--- Data provided ---
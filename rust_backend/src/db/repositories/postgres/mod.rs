//! Postgres exposure catalog using Diesel.
//!
//! Every query is a parameterized `sql_query`; values are bound, never
//! spliced into the SQL text.

use async_trait::async_trait;
use diesel::pg::PgConnection;
use diesel::prelude::*;
use diesel::r2d2::{ConnectionManager, Pool};
use diesel::sql_query;
use diesel::sql_types::{Array, BigInt, Double, Text};
use tokio::task;

use crate::db::repository::{CatalogError, CatalogResult, ExposureCatalog, SCIENCE_OBSTYPE};
use crate::models::{ExposureRecord, SkyBox};

mod models;

use models::ExposureQueryRow;

type PgPool = Pool<ConnectionManager<PgConnection>>;

const SELECT_EXPOSURES: &str = "SELECT e.id, e.date AS obs_date, e.ra, e.declination, \
     e.filter, e.exptime, e.propid, e.obstype, e.object, q.t_eff \
     FROM exposure.exposure e \
     LEFT JOIN exposure.qa_summary q ON q.expid = e.id";

/// Configuration for connecting to Postgres.
#[derive(Debug, Clone)]
pub struct PostgresConfig {
    pub database_url: String,
    pub max_pool_size: u32,
}

impl PostgresConfig {
    pub fn from_env() -> Result<Self, String> {
        let database_url = std::env::var("DATABASE_URL")
            .or_else(|_| std::env::var("PG_DATABASE_URL"))
            .map_err(|_| "DATABASE_URL or PG_DATABASE_URL must be set".to_string())?;

        let max_pool_size = std::env::var("PG_POOL_MAX")
            .ok()
            .and_then(|v| v.parse::<u32>().ok())
            .unwrap_or(2);

        Ok(Self {
            database_url,
            max_pool_size,
        })
    }
}

/// Diesel-backed exposure catalog.
#[derive(Clone)]
pub struct PostgresCatalog {
    pool: PgPool,
}

impl PostgresCatalog {
    pub fn new(config: PostgresConfig) -> CatalogResult<Self> {
        let manager = ConnectionManager::<PgConnection>::new(config.database_url);
        let pool = Pool::builder()
            .max_size(config.max_pool_size)
            .build(manager)
            .map_err(|e| CatalogError::ConnectionError(e.to_string()))?;
        Ok(Self { pool })
    }

    async fn with_conn<T, F>(&self, f: F) -> CatalogResult<T>
    where
        T: Send + 'static,
        F: FnOnce(&mut PgConnection) -> CatalogResult<T> + Send + 'static,
    {
        let pool = self.pool.clone();
        task::spawn_blocking(move || {
            let mut conn = pool
                .get()
                .map_err(|e| CatalogError::ConnectionError(e.to_string()))?;
            f(&mut conn)
        })
        .await
        .map_err(|e| CatalogError::InternalError(e.to_string()))?
    }
}

fn map_diesel_error(err: diesel::result::Error) -> CatalogError {
    match err {
        diesel::result::Error::NotFound => CatalogError::NotFound("Record not found".into()),
        diesel::result::Error::DeserializationError(e) => CatalogError::SchemaError(e.to_string()),
        other => CatalogError::QueryError(other.to_string()),
    }
}

fn rows_to_records(rows: Vec<ExposureQueryRow>) -> CatalogResult<Vec<ExposureRecord>> {
    rows.into_iter().map(ExposureRecord::try_from).collect()
}

#[async_trait]
impl ExposureCatalog for PostgresCatalog {
    async fn health_check(&self) -> CatalogResult<bool> {
        self.with_conn(|conn| {
            sql_query("SELECT 1")
                .execute(conn)
                .map(|_| true)
                .map_err(map_diesel_error)
        })
        .await
    }

    async fn exposures_in_box(&self, sky_box: &SkyBox) -> CatalogResult<Vec<ExposureRecord>> {
        let sky_box = *sky_box;
        self.with_conn(move |conn| {
            let query = format!(
                "{SELECT_EXPOSURES} \
                 WHERE e.obstype = $5 \
                 AND e.declination BETWEEN $3 AND $4 \
                 AND (CASE WHEN $1 <= $2 THEN e.ra BETWEEN $1 AND $2 \
                      ELSE (e.ra >= $1 OR e.ra <= $2) END) \
                 ORDER BY e.id"
            );
            let rows = sql_query(query)
                .bind::<Double, _>(sky_box.ra_min)
                .bind::<Double, _>(sky_box.ra_max)
                .bind::<Double, _>(sky_box.dec_min)
                .bind::<Double, _>(sky_box.dec_max)
                .bind::<Text, _>(SCIENCE_OBSTYPE)
                .load::<ExposureQueryRow>(conn)
                .map_err(map_diesel_error)?;
            rows_to_records(rows)
        })
        .await
    }

    async fn exposures_by_ids(&self, ids: &[i64]) -> CatalogResult<Vec<ExposureRecord>> {
        let ids = ids.to_vec();
        self.with_conn(move |conn| {
            let query = format!("{SELECT_EXPOSURES} WHERE e.id = ANY($1) ORDER BY e.id");
            let rows = sql_query(query)
                .bind::<Array<BigInt>, _>(ids)
                .load::<ExposureQueryRow>(conn)
                .map_err(map_diesel_error)?;
            rows_to_records(rows)
        })
        .await
    }

    async fn exposures_in_id_range(
        &self,
        min_id: i64,
        max_id: i64,
    ) -> CatalogResult<Vec<ExposureRecord>> {
        if min_id > max_id {
            return Err(CatalogError::QueryError(format!(
                "Invalid id range {}..={}",
                min_id, max_id
            )));
        }
        self.with_conn(move |conn| {
            let query = format!("{SELECT_EXPOSURES} WHERE e.id BETWEEN $1 AND $2 ORDER BY e.id");
            let rows = sql_query(query)
                .bind::<BigInt, _>(min_id)
                .bind::<BigInt, _>(max_id)
                .load::<ExposureQueryRow>(conn)
                .map_err(map_diesel_error)?;
            rows_to_records(rows)
        })
        .await
    }
}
---
Please output all of the entries without changing a single character.

filename rust_backend/src/db/repositories/postgres/mod.rs
//! Postgres exposure catalog using Diesel.
//!
//! Every query is a parameterized `sql_query`; values are bound, never
//! spliced into the SQL text.

use async_trait::async_trait;
use diesel::pg::PgConnection;
use diesel::prelude::*;
use diesel::r2d2::{ConnectionManager, Pool};
use diesel::sql_query;
use diesel::sql_types::{Array, BigInt, Double, Text};
use tokio::task;

use crate::db::repository::{CatalogError, CatalogResult, ExposureCatalog, SCIENCE_OBSTYPE};
use crate::models::{ExposureRecord, SkyBox};

mod models;

use models::ExposureQueryRow;

type PgPool = Pool<ConnectionManager<PgConnection>>;

const SELECT_EXPOSURES: &str = "SELECT e.id, e.date AS obs_date, e.ra, e.declination, \
     e.filter, e.exptime, e.propid, e.obstype, e.object, q.t_eff \
     FROM exposure.exposure e \
     LEFT JOIN exposure.qa_summary q ON q.expid = e.id";

/// Configuration for connecting to Postgres.
#[derive(Debug, Clone)]
pub struct PostgresConfig {
    pub database_url: String,
    pub max_pool_size: u32,
}

impl PostgresConfig {
    pub fn from_env() -> Result<Self, String> {
        let database_url = std::env::var("DATABASE_URL")
            .or_else(|_| std::env::var("PG_DATABASE_URL"))
            .map_err(|_| "DATABASE_URL or PG_DATABASE_URL must be set".to_string())?;

        let max_pool_size = std::env::var("PG_POOL_MAX")
            .ok()
            .and_then(|v| v.parse::<u32>().ok())
            .unwrap_or(2);

        Ok(Self {
            database_url,
            max_pool_size,
        })
    }
}

/// Diesel-backed exposure catalog.
#[derive(Clone)]
pub struct PostgresCatalog {
    pool: PgPool,
}

impl PostgresCatalog {
    pub fn new(config: PostgresConfig) -> CatalogResult<Self> {
        let manager = ConnectionManager::<PgConnection>::new(config.database_url);
        let pool = Pool::builder()
            .max_size(config.max_pool_size)
            .build(manager)
            .map_err(|e| CatalogError::ConnectionError(e.to_string()))?;
        Ok(Self { pool })
    }

    async fn with_conn<T, F>(&self, f: F) -> CatalogResult<T>
    where
        T: Send + 'static,
        F: FnOnce(&mut PgConnection) -> CatalogResult<T> + Send + 'static,
    {
        let pool = self.pool.clone();
        task::spawn_blocking(move || {
            let mut conn = pool
                .get()
                .map_err(|e| CatalogError::ConnectionError(e.to_string()))?;
            f(&mut conn)
        })
        .await
        .map_err(|e| CatalogError::InternalError(e.to_string()))?
    }
}

fn map_diesel_error(err: diesel::result::Error) -> CatalogError {
    match err {
        diesel::result::Error::NotFound => CatalogError::NotFound("Record not found".into()),
        diesel::result::Error::DeserializationError(e) => CatalogError::SchemaError(e.to_string()),
        other => CatalogError::QueryError(other.to_string()),
    }
}

fn rows_to_records(rows: Vec<ExposureQueryRow>) -> CatalogResult<Vec<ExposureRecord>> {
    rows.into_iter().map(ExposureRecord::try_from).collect()
}

#[async_trait]
impl ExposureCatalog for PostgresCatalog {
    async fn health_check(&self) -> CatalogResult<bool> {
        self.with_conn(|conn| {
            sql_query("SELECT 1")
                .execute(conn)
                .map(|_| true)
                .map_err(map_diesel_error)
        })
        .await
    }

    async fn exposures_in_box(&self, sky_box: &SkyBox) -> CatalogResult<Vec<ExposureRecord>> {
        let sky_box = *sky_box;
        self.with_conn(move |conn| {
            let query = format!(
                "{SELECT_EXPOSURES} \
                 WHERE e.obstype = $5 \
                 AND e.declination BETWEEN $3 AND $4 \
                 AND (CASE WHEN $1 <= $2 THEN e.ra BETWEEN $1 AND $2 \
                      ELSE (e.ra >= $1 OR e.ra <= $2) END) \
                 ORDER BY e.id"
            );
            let rows = sql_query(query)
                .bind::<Double, _>(sky_box.ra_min)
                .bind::<Double, _>(sky_box.ra_max)
                .bind::<Double, _>(sky_box.dec_min)
                .bind::<Double, _>(sky_box.dec_max)
                .bind::<Text, _>(SCIENCE_OBSTYPE)
                .load::<ExposureQueryRow>(conn)
                .map_err(map_diesel_error)?;
            rows_to_records(rows)
        })
        .await
    }

    async fn exposures_by_ids(&self, ids: &[i64]) -> CatalogResult<Vec<ExposureRecord>> {
        let ids = ids.to_vec();
        self.with_conn(move |conn| {
            let query = format!("{SELECT_EXPOSURES} WHERE e.id = ANY($1) ORDER BY e.id");
            let rows = sql_query(query)
                .bind::<Array<BigInt>, _>(ids)
                .load::<ExposureQueryRow>(conn)
                .map_err(map_diesel_error)?;
            rows_to_records(rows)
        })
        .await
    }

    async fn exposures_in_id_range(
        &self,
        min_id: i64,
        max_id: i64,
    ) -> CatalogResult<Vec<ExposureRecord>> {
        if min_id > max_id {
            return Err(CatalogError::QueryError(format!(
                "Invalid id range {}..={}",
                min_id, max_id
            )));
        }
        self.with_conn(move |conn| {
            let query = format!("{SELECT_EXPOSURES} WHERE e.id BETWEEN $1 AND $2 ORDER BY e.id");
            let rows = sql_query(query)
                .bind::<BigInt, _>(min_id)
                .bind::<BigInt, _>(max_id)
                .load::<ExposureQueryRow>(conn)
                .map_err(map_diesel_error)?;
            rows_to_records(rows)
        })
        .await
    }
}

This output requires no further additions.